» **INPUT DATA**:
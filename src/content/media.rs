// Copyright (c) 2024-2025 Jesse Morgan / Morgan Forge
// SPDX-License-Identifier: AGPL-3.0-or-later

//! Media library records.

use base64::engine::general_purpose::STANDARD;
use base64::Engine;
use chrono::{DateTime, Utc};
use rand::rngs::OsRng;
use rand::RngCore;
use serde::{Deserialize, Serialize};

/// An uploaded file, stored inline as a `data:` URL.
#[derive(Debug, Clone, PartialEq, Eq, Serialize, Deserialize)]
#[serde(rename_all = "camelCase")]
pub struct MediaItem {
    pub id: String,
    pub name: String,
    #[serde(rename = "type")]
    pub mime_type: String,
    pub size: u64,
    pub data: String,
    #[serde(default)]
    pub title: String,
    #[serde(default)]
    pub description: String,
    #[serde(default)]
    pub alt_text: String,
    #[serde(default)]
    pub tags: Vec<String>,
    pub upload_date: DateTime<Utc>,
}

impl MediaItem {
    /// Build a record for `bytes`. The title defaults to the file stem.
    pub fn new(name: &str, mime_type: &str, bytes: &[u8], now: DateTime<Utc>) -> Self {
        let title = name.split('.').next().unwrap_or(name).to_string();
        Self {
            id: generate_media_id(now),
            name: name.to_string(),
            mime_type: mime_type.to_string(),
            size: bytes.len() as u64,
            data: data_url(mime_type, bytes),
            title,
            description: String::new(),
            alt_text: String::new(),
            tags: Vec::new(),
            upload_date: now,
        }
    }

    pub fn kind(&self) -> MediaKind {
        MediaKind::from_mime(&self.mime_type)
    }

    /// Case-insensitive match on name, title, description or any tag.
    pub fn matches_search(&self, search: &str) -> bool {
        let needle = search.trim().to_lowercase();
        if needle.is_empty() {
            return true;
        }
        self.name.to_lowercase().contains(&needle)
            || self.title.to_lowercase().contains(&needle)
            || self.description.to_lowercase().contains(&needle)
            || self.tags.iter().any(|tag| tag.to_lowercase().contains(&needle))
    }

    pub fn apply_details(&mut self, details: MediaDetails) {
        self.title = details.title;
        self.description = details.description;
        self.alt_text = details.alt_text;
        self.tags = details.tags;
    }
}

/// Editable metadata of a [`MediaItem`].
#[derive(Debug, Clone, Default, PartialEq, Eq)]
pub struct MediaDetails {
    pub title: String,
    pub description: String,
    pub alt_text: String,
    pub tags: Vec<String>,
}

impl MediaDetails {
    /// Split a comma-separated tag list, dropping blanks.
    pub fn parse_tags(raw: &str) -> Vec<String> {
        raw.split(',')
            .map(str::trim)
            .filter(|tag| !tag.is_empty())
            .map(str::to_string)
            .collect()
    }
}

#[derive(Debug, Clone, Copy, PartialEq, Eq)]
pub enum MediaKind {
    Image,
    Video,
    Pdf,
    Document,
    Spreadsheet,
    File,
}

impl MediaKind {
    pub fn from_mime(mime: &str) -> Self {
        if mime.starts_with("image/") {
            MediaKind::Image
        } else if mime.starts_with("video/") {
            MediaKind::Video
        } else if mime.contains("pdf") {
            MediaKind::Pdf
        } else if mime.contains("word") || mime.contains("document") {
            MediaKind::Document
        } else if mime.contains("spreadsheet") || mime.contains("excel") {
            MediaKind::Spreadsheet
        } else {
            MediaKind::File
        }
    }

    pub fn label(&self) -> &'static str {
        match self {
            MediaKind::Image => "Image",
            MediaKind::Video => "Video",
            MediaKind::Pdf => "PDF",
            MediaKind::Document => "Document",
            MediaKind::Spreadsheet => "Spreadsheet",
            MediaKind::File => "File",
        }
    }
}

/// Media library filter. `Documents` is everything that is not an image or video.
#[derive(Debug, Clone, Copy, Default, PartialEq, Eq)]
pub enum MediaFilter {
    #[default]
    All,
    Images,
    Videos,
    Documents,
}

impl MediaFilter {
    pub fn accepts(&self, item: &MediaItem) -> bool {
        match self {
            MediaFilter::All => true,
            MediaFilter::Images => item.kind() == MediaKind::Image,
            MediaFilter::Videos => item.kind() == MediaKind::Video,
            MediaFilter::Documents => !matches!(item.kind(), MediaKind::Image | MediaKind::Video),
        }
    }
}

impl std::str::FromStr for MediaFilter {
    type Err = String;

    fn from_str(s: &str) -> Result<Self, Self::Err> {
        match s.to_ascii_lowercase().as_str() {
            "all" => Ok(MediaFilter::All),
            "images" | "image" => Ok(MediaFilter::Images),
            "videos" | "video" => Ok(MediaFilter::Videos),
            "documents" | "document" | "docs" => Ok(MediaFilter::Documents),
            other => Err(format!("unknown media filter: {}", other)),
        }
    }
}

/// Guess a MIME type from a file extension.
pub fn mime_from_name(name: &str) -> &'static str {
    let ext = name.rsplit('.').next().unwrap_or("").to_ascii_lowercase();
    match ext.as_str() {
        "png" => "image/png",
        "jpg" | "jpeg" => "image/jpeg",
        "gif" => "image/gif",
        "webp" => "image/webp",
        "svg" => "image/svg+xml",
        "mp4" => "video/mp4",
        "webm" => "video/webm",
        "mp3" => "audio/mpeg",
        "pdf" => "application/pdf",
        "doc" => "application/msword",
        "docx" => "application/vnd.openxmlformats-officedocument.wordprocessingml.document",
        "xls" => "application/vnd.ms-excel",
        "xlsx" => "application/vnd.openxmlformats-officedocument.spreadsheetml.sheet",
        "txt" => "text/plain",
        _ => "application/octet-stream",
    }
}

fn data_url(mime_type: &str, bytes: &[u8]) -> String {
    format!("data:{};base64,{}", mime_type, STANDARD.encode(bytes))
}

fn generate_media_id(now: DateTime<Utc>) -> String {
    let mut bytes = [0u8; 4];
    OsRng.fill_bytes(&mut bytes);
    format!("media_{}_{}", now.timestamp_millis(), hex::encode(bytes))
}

» **PROBLEM STATEMENT**: Would you show each line of the listing above that has the string "MediaItem"?

» **EXERCISE RESPONSE**:
pub struct MediaItem {
impl MediaItem {
/// Editable metadata of a [`MediaItem`].
    pub fn accepts(&self, item: &MediaItem) -> bool {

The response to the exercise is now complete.